◆ **WHAT YOU HAVE TO DO**
Would you please transcribe the entire listing exactly?

◆ **DATASET CONTENT**
----------------------------------------

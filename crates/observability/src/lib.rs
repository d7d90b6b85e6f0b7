//! Logging, performance metrics and host resource snapshots.

pub mod logging;
pub mod metrics;
pub mod system;

pub use metrics::{MonitorConfig, OperationMetrics, PerformanceMonitor, PerformanceSample, TimingToken};
pub use system::{SystemMetrics, SystemSampler};

/// Initialize process-wide logging.
///
/// This is safe to call multiple times; subsequent calls become no-ops.
pub fn init() {
    logging::init();
}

----------------------------------------

◆ **ANSWER TO THIS EXERCISE**
filename crates/observability/src/lib.rs
repository d7d90b6b85e6f0b7
//! Logging, performance metrics and host resource snapshots.

pub mod logging;
pub mod metrics;
pub mod system;

pub use metrics::{MonitorConfig, OperationMetrics, PerformanceMonitor, PerformanceSample, TimingToken};
pub use system::{SystemMetrics, SystemSampler};

/// Initialize process-wide logging.
///
/// This is safe to call multiple times; subsequent calls become no-ops.
pub fn init() {
    logging::init();
}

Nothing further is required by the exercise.